- Task directions
Nothing outside the range is wanted. Repeat exactly the lines below from the one with "pub enum CacheError" through the one with "let tracklist = match".

--- Given records Enclosed Below ---

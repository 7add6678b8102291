use anyhow::Result;

use super::{load_with_spinner, make_output_file_name, no_data_message, pipeline_config};
use crate::{cli::AodArgs, output, pipeline, reading::AodReadings};

pub fn aod(args: &AodArgs) -> Result<String> {
    let mut config = pipeline_config(&args.pipeline)?;
    config.aod_columns = args.aod.columns.clone();
    config.skip_rows = args.aod.skip_rows;

    let readings: AodReadings = load_with_spinner(&args.file, "AOD", &config)?;
    let result = pipeline::run_aod(&readings, &config)?;
    if result.is_empty() {
        return Ok(no_data_message("AOD", &config));
    }

    let path = match &args.pipeline.output {
        Some(path) => path.clone(),
        None => make_output_file_name("aod", args.pipeline.format)?,
    };
    output::save_lines(&result.lines, config.timezone, &path, args.pipeline.format)?;

    Ok(format!(
        "{} AOD series at {} saved to `{}`",
        result.lines.len(),
        config.frequency,
        path.display()
    ))
}

// -- Tests -------------------------------------------------------------------
use axum::Router;

pub mod orders;
pub mod records;
pub mod system;

/// Router for all catalog/order endpoints.
pub fn router() -> Router {
    Router::new().merge(records::router()).merge(orders::router())
}
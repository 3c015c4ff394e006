#[tokio::main]
async fn main() {
    spindle_observability::init();

    let app = spindle_api::app::build_app().await;

    let bind_addr = std::env::var("BIND_ADDR").unwrap_or_else(|_| "0.0.0.0:8080".to_string());
    let listener = tokio::net::TcpListener::bind(&bind_addr)
        .await
        .unwrap_or_else(|e| panic!("failed to bind {bind_addr}: {e}"));

    tracing::info!("listening on {}", listener.local_addr().unwrap());

    axum::serve(listener, app).await.unwrap();
}
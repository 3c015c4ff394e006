//! Tracing/logging initialization.

use tracing_subscriber::EnvFilter;

/// Initialize tracing/logging for the process.
///
/// Filtering is driven by `RUST_LOG`; JSON output can be requested with
/// `LOG_FORMAT=json` for log shippers. Safe to call multiple times
/// (subsequent calls are no-ops).
pub fn init() {
    let filter = EnvFilter::try_from_default_env().unwrap_or_else(|_| EnvFilter::new("info"));

    let json = std::env::var("LOG_FORMAT").is_ok_and(|v| v == "json");

    if json {
        let _ = tracing_subscriber::fmt()
            .with_env_filter(filter)
            .json()
            .with_target(true)
            .try_init();
    } else {
        let _ = tracing_subscriber::fmt()
            .with_env_filter(filter)
            .with_target(true)
            .try_init();
    }
}
//! Redis-backed listing cache (optional backend).

use std::time::Duration;

use async_trait::async_trait;
use redis::AsyncCommands;

use super::{CacheError, ListingCache};

/// Redis listing cache. Connections are multiplexed; every operation maps
/// backend failures into `CacheError` for the caller to absorb.
#[derive(Debug, Clone)]
pub struct RedisListingCache {
    client: redis::Client,
}

impl RedisListingCache {
    pub fn new(redis_url: impl AsRef<str>) -> Result<Self, CacheError> {
        let client = redis::Client::open(redis_url.as_ref())
            .map_err(|e| CacheError::Backend(e.to_string()))?;
        Ok(Self { client })
    }

    async fn connection(&self) -> Result<redis::aio::MultiplexedConnection, CacheError> {
        self.client
            .get_multiplexed_async_connection()
            .await
            .map_err(|e| CacheError::Backend(e.to_string()))
    }
}

#[async_trait]
impl ListingCache for RedisListingCache {
    async fn get(&self, key: &str) -> Result<Option<String>, CacheError> {
        let mut conn = self.connection().await?;
        conn.get(key)
            .await
            .map_err(|e| CacheError::Backend(e.to_string()))
    }

    async fn set(&self, key: &str, value: String, ttl: Duration) -> Result<(), CacheError> {
        let mut conn = self.connection().await?;
        // SET with EX carries the expiry; Redis enforces the TTL server-side.
        let _: () = conn
            .set_ex(key, value, ttl.as_secs().max(1))
            .await
            .map_err(|e| CacheError::Backend(e.to_string()))?;
        Ok(())
    }

    async fn delete(&self, key: &str) -> Result<(), CacheError> {
        let mut conn = self.connection().await?;
        let _: i64 = conn
            .del(key)
            .await
            .map_err(|e| CacheError::Backend(e.to_string()))?;
        Ok(())
    }
}
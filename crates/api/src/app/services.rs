use std::sync::Arc;

use spindle_infra::{
    cache::{InMemoryListingCache, ListingCache},
    enrichment::{MusicBrainzClient, TrackListSource},
    order_store::{InMemoryOrderStore, OrderStore, PostgresOrderStore},
    record_store::{InMemoryRecordStore, PostgresRecordStore, RecordStore},
    services::{OrderService, RecordService},
};

#[cfg(feature = "redis")]
use spindle_infra::cache::RedisListingCache;

/// Fully wired application services.
pub struct AppServices {
    pub records: RecordService,
    pub orders: OrderService,
}

/// Select backends from the environment and wire the services.
///
/// `DATABASE_URL` switches persistence to Postgres; `REDIS_URL` (with the
/// `redis` feature) switches the listing cache to Redis. Everything else
/// runs in memory.
pub async fn build_services() -> AppServices {
    let (record_store, order_store): (Arc<dyn RecordStore>, Arc<dyn OrderStore>) =
        match std::env::var("DATABASE_URL") {
            Ok(url) => {
                let pool = sqlx::PgPool::connect(&url)
                    .await
                    .expect("failed to connect to DATABASE_URL");

                let records = PostgresRecordStore::new(pool.clone());
                records
                    .ensure_schema()
                    .await
                    .expect("failed to prepare records schema");

                let orders = PostgresOrderStore::new(pool);
                orders
                    .ensure_schema()
                    .await
                    .expect("failed to prepare orders schema");

                tracing::info!("using postgres persistence");
                (Arc::new(records), Arc::new(orders))
            }
            Err(_) => {
                tracing::info!("DATABASE_URL not set; using in-memory persistence");
                (
                    Arc::new(InMemoryRecordStore::new()),
                    Arc::new(InMemoryOrderStore::new()),
                )
            }
        };

    build_with(
        record_store,
        order_store,
        build_cache(),
        Arc::new(MusicBrainzClient::new()),
    )
}

/// Wire services over explicit backends (used by tests).
pub fn build_with(
    record_store: Arc<dyn RecordStore>,
    order_store: Arc<dyn OrderStore>,
    cache: Arc<dyn ListingCache>,
    tracks: Arc<dyn TrackListSource>,
) -> AppServices {
    AppServices {
        records: RecordService::new(record_store.clone(), cache, tracks),
        orders: OrderService::new(order_store, record_store),
    }
}

#[cfg(feature = "redis")]
fn build_cache() -> Arc<dyn ListingCache> {
    if let Ok(url) = std::env::var("REDIS_URL") {
        match RedisListingCache::new(&url) {
            Ok(cache) => {
                tracing::info!("using redis listing cache");
                return Arc::new(cache);
            }
            Err(e) => {
                tracing::warn!(error = %e, "redis cache unavailable; falling back to in-memory")
            }
        }
    }
    Arc::new(InMemoryListingCache::new())
}

#[cfg(not(feature = "redis"))]
fn build_cache() -> Arc<dyn ListingCache> {
    Arc::new(InMemoryListingCache::new())
}
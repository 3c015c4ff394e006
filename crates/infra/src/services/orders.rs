use std::sync::Arc;

use chrono::Utc;

use spindle_core::{DomainError, DomainResult, OrderId, RecordId};
use spindle_orders::Order;

use crate::order_store::OrderStore;
use crate::record_store::RecordStore;

/// Order placement and retrieval workflows.
pub struct OrderService {
    orders: Arc<dyn OrderStore>,
    records: Arc<dyn RecordStore>,
}

impl OrderService {
    pub fn new(orders: Arc<dyn OrderStore>, records: Arc<dyn RecordStore>) -> Self {
        Self { orders, records }
    }

    /// Place an order: verify stock, deduct it, persist the order.
    ///
    /// `NotFound` and `InsufficientStock` reach the caller verbatim; any
    /// unexpected fault is normalized to `Internal` carrying the cause's
    /// message. The stock check here is advisory (it produces the precise
    /// error message); the authoritative gate is the store's atomic
    /// `adjust_stock`, whose failures propagate un-retried.
    ///
    /// There is no compensating action if the order insert fails after the
    /// deduction: the stock stays deducted (accepted inconsistency window,
    /// see DESIGN.md).
    pub async fn place_order(&self, record_id: RecordId, quantity: i64) -> DomainResult<Order> {
        self.place_order_inner(record_id, quantity)
            .await
            .map_err(|e| {
                if e.is_business_rule() || matches!(e, DomainError::Validation(_)) {
                    e
                } else {
                    tracing::error!(%record_id, quantity, error = %e, "order placement failed");
                    DomainError::internal(e.to_string())
                }
            })
    }

    async fn place_order_inner(&self, record_id: RecordId, quantity: i64) -> DomainResult<Order> {
        let record = self.records.get(record_id).await?;

        if quantity > record.qty {
            return Err(DomainError::insufficient_stock(record.qty));
        }

        // Validates quantity > 0 before any stock is touched.
        let order = Order::new(record_id, quantity, Utc::now())?;

        self.records.adjust_stock(record_id, -quantity).await?;
        self.orders.insert(order).await
    }

    pub async fn get_order(&self, id: OrderId) -> DomainResult<Order> {
        self.orders.get(id).await
    }

    pub async fn list_orders(&self) -> DomainResult<Vec<Order>> {
        self.orders.list().await
    }

    pub async fn delete_order(&self, id: OrderId) -> DomainResult<Order> {
        self.orders.delete(id).await
    }
}
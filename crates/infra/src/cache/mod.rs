//! Listing cache: a lossy, best-effort accelerator for catalog queries.
//!
//! Callers absorb every cache failure (logged, never surfaced); absence or
//! breakage of the cache affects performance only, never correctness.

pub mod in_memory;
#[cfg(feature = "redis")]
pub mod redis;

pub use in_memory::InMemoryListingCache;
#[cfg(feature = "redis")]
pub use redis::RedisListingCache;

use std::time::Duration;

use async_trait::async_trait;
use thiserror::Error;

/// Cache operation error.
#[derive(Debug, Error)]
pub enum CacheError {
    #[error("cache backend unavailable: {0}")]
    Backend(String),
}

/// Key/value cache with per-entry expiry.
#[async_trait]
pub trait ListingCache: Send + Sync {
    /// Fetch a live entry; expired entries read as absent.
    async fn get(&self, key: &str) -> Result<Option<String>, CacheError>;

    /// Store an entry that expires after `ttl`.
    async fn set(&self, key: &str, value: String, ttl: Duration) -> Result<(), CacheError>;

    /// Drop an entry if present.
    async fn delete(&self, key: &str) -> Result<(), CacheError>;
}
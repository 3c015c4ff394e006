//! Tracing/logging setup shared by the binary and the tests.

/// Initialize process-wide observability (tracing/logging).
///
/// Safe to call multiple times; subsequent calls become no-ops.
pub fn init() {
    tracing::init();
}

/// Tracing configuration (filters, layers).
pub mod tracing;
use std::sync::Arc;
use std::time::Duration;

use chrono::Utc;

use spindle_catalog::{NewRecord, Pagination, Record, RecordFilter, RecordPage, RecordPatch};
use spindle_core::{DomainError, DomainResult, RecordId};

use crate::cache::ListingCache;
use crate::enrichment::TrackListSource;
use crate::record_store::RecordStore;

/// How long a cached listing page stays valid.
pub const LISTING_TTL: Duration = Duration::from_secs(60);

pub const DEFAULT_PAGE: u32 = 1;
pub const DEFAULT_LIMIT: u32 = 20;

/// Catalog workflows: record CRUD with enrichment, and the cached listing
/// query.
pub struct RecordService {
    store: Arc<dyn RecordStore>,
    cache: Arc<dyn ListingCache>,
    tracks: Arc<dyn TrackListSource>,
}

impl RecordService {
    pub fn new(
        store: Arc<dyn RecordStore>,
        cache: Arc<dyn ListingCache>,
        tracks: Arc<dyn TrackListSource>,
    ) -> Self {
        Self {
            store,
            cache,
            tracks,
        }
    }

    /// Create a record, enriching the tracklist when an mbid is supplied.
    pub async fn create_record(&self, input: NewRecord) -> DomainResult<Record> {
        let tracklist = match &input.mbid {
            Some(mbid) => self.tracks.fetch_track_list(mbid).await,
            None => Vec::new(),
        };

        let record = Record::new(input, tracklist, Utc::now())?;
        normalize(self.store.insert(record).await, "failed to create record")
    }

    /// Patch a record's fields.
    ///
    /// The tracklist is re-fetched only when the patch changes the mbid to a
    /// new value; an unchanged mbid skips the lookup. The fetched list
    /// unconditionally replaces the stored one.
    pub async fn update_record(&self, id: RecordId, mut patch: RecordPatch) -> DomainResult<Record> {
        let existing = normalize(self.store.get(id).await, "failed to update record")?;

        if let Some(mbid) = &patch.mbid {
            if existing.mbid.as_deref() != Some(mbid.as_str()) {
                patch.tracklist = Some(self.tracks.fetch_track_list(mbid).await);
            }
        }

        normalize(self.store.update(id, patch).await, "failed to update record")
    }

    pub async fn get_record(&self, id: RecordId) -> DomainResult<Record> {
        normalize(self.store.get(id).await, "failed to fetch record")
    }

    pub async fn delete_record(&self, id: RecordId) -> DomainResult<Record> {
        normalize(self.store.delete(id).await, "failed to delete record")
    }

    /// Serve a filtered, paginated catalog listing through the cache.
    ///
    /// Cache-aside: a hit returns the cached envelope without touching the
    /// store (count query included); a miss runs count + fetch, then
    /// repopulates the cache with a fixed TTL. Every cache failure is logged
    /// and treated as a miss.
    pub async fn list_records(
        &self,
        filter: RecordFilter,
        page: u32,
        limit: u32,
    ) -> DomainResult<RecordPage> {
        let page = page.max(1);
        let limit = limit.max(1);
        let key = listing_cache_key(&filter, page, limit);

        match self.cache.get(&key).await {
            Ok(Some(raw)) => match serde_json::from_str::<RecordPage>(&raw) {
                Ok(cached) => return Ok(cached),
                Err(e) => {
                    tracing::warn!(key = %key, error = %e, "cached listing did not decode; treating as miss");
                }
            },
            Ok(None) => {}
            Err(e) => tracing::warn!(key = %key, error = %e, "cache retrieval failed"),
        }

        let total = mask_fetch_error(self.store.count(&filter).await)?;
        let records = mask_fetch_error(self.store.find(&filter, page, limit).await)?;

        let result = RecordPage {
            records,
            pagination: Pagination::new(page, limit, total),
        };

        match serde_json::to_string(&result) {
            Ok(raw) => {
                if let Err(e) = self.cache.set(&key, raw, LISTING_TTL).await {
                    tracing::warn!(key = %key, error = %e, "cache write failed");
                }
            }
            Err(e) => tracing::warn!(error = %e, "listing page did not serialize for caching"),
        }

        Ok(result)
    }
}

/// Deterministic composite of every filter value plus pagination. Absent
/// filters keep an empty-string placeholder so distinct filter combinations
/// never collide and identical ones always hit the same key.
pub fn listing_cache_key(filter: &RecordFilter, page: u32, limit: u32) -> String {
    format!(
        "records:{}:{}:{}:{}:{}:{page}:{limit}",
        filter.q.as_deref().unwrap_or(""),
        filter.artist.as_deref().unwrap_or(""),
        filter.album.as_deref().unwrap_or(""),
        filter.format.map(|f| f.as_str()).unwrap_or(""),
        filter.category.map(|c| c.as_str()).unwrap_or(""),
    )
}

/// Pass business-rule and caller-input failures through verbatim; log and
/// mask anything unexpected behind a fixed message.
fn normalize<T>(result: DomainResult<T>, masked: &'static str) -> DomainResult<T> {
    result.map_err(|e| {
        if e.is_business_rule() || matches!(e, DomainError::Validation(_) | DomainError::InvalidId(_)) {
            e
        } else {
            tracing::error!(error = %e, "{masked}");
            DomainError::internal(masked)
        }
    })
}

/// Listing variant of [`normalize`]: store-level query failures surface as a
/// fixed internal message.
fn mask_fetch_error<T>(result: DomainResult<T>) -> DomainResult<T> {
    result.map_err(|e| {
        tracing::error!(error = %e, "failed to fetch records");
        DomainError::internal("failed to fetch records")
    })
}
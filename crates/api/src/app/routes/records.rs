use std::sync::Arc;

use axum::{
    extract::{Extension, Path, Query},
    http::StatusCode,
    response::IntoResponse,
    routing::{get, post},
    Json, Router,
};

use spindle_catalog::RecordFilter;
use spindle_core::RecordId;
use spindle_infra::services::{DEFAULT_LIMIT, DEFAULT_PAGE};

use crate::app::services::AppServices;
use crate::app::{dto, errors};

pub fn router() -> Router {
    Router::new()
        .route("/records", post(create_record).get(list_records))
        .route(
            "/records/:id",
            get(get_record).put(update_record).delete(delete_record),
        )
}

pub async fn create_record(
    Extension(services): Extension<Arc<AppServices>>,
    Json(body): Json<dto::CreateRecordRequest>,
) -> axum::response::Response {
    match services.records.create_record(body.into_new_record()).await {
        Ok(record) => (
            StatusCode::CREATED,
            Json(dto::envelope("Record created successfully", record)),
        )
            .into_response(),
        Err(e) => errors::domain_error_to_response(e),
    }
}

pub async fn list_records(
    Extension(services): Extension<Arc<AppServices>>,
    Query(query): Query<dto::ListRecordsQuery>,
) -> axum::response::Response {
    let filter = RecordFilter {
        q: query.q,
        artist: query.artist,
        album: query.album,
        format: query.format,
        category: query.category,
    };
    let page = query.page.unwrap_or(DEFAULT_PAGE);
    let limit = query.limit.unwrap_or(DEFAULT_LIMIT);

    match services.records.list_records(filter, page, limit).await {
        Ok(page) => (
            StatusCode::OK,
            Json(dto::envelope("Records fetched successfully", page)),
        )
            .into_response(),
        Err(e) => errors::domain_error_to_response(e),
    }
}

pub async fn get_record(
    Extension(services): Extension<Arc<AppServices>>,
    Path(id): Path<String>,
) -> axum::response::Response {
    let id: RecordId = match id.parse() {
        Ok(v) => v,
        Err(_) => {
            return errors::json_error(StatusCode::BAD_REQUEST, "invalid_id", "invalid record id")
        }
    };

    match services.records.get_record(id).await {
        Ok(record) => (
            StatusCode::OK,
            Json(dto::envelope("Record found successfully", record)),
        )
            .into_response(),
        Err(e) => errors::domain_error_to_response(e),
    }
}

pub async fn update_record(
    Extension(services): Extension<Arc<AppServices>>,
    Path(id): Path<String>,
    Json(body): Json<dto::UpdateRecordRequest>,
) -> axum::response::Response {
    let id: RecordId = match id.parse() {
        Ok(v) => v,
        Err(_) => {
            return errors::json_error(StatusCode::BAD_REQUEST, "invalid_id", "invalid record id")
        }
    };

    match services.records.update_record(id, body.into_patch()).await {
        Ok(record) => (
            StatusCode::OK,
            Json(dto::envelope("Record updated successfully", record)),
        )
            .into_response(),
        Err(e) => errors::domain_error_to_response(e),
    }
}

pub async fn delete_record(
    Extension(services): Extension<Arc<AppServices>>,
    Path(id): Path<String>,
) -> axum::response::Response {
    let id: RecordId = match id.parse() {
        Ok(v) => v,
        Err(_) => {
            return errors::json_error(StatusCode::BAD_REQUEST, "invalid_id", "invalid record id")
        }
    };

    match services.records.delete_record(id).await {
        Ok(record) => (
            StatusCode::OK,
            Json(dto::envelope("Record deleted successfully", record)),
        )
            .into_response(),
        Err(e) => errors::domain_error_to_response(e),
    }
}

--- End of Enclosed Given records ---

- Your response
pub enum CacheError {
    #[error("cache backend unavailable: {0}")]
    Backend(String),
}

/// Key/value cache with per-entry expiry.
#[async_trait]
pub trait ListingCache: Send + Sync {
    /// Fetch a live entry; expired entries read as absent.
    async fn get(&self, key: &str) -> Result<Option<String>, CacheError>;

    /// Store an entry that expires after `ttl`.
    async fn set(&self, key: &str, value: String, ttl: Duration) -> Result<(), CacheError>;

    /// Drop an entry if present.
    async fn delete(&self, key: &str) -> Result<(), CacheError>;
}
repository 3c015c4ff394e006
//! Tracing/logging setup shared by the binary and the tests.

/// Initialize process-wide observability (tracing/logging).
///
/// Safe to call multiple times; subsequent calls become no-ops.
pub fn init() {
    tracing::init();
}

/// Tracing configuration (filters, layers).
pub mod tracing;
use std::sync::Arc;
use std::time::Duration;

use chrono::Utc;

use spindle_catalog::{NewRecord, Pagination, Record, RecordFilter, RecordPage, RecordPatch};
use spindle_core::{DomainError, DomainResult, RecordId};

use crate::cache::ListingCache;
use crate::enrichment::TrackListSource;
use crate::record_store::RecordStore;

/// How long a cached listing page stays valid.
pub const LISTING_TTL: Duration = Duration::from_secs(60);

pub const DEFAULT_PAGE: u32 = 1;
pub const DEFAULT_LIMIT: u32 = 20;

/// Catalog workflows: record CRUD with enrichment, and the cached listing
/// query.
pub struct RecordService {
    store: Arc<dyn RecordStore>,
    cache: Arc<dyn ListingCache>,
    tracks: Arc<dyn TrackListSource>,
}

impl RecordService {
    pub fn new(
        store: Arc<dyn RecordStore>,
        cache: Arc<dyn ListingCache>,
        tracks: Arc<dyn TrackListSource>,
    ) -> Self {
        Self {
            store,
            cache,
            tracks,
        }
    }

    /// Create a record, enriching the tracklist when an mbid is supplied.
    pub async fn create_record(&self, input: NewRecord) -> DomainResult<Record> {
        let tracklist = match &input.mbid {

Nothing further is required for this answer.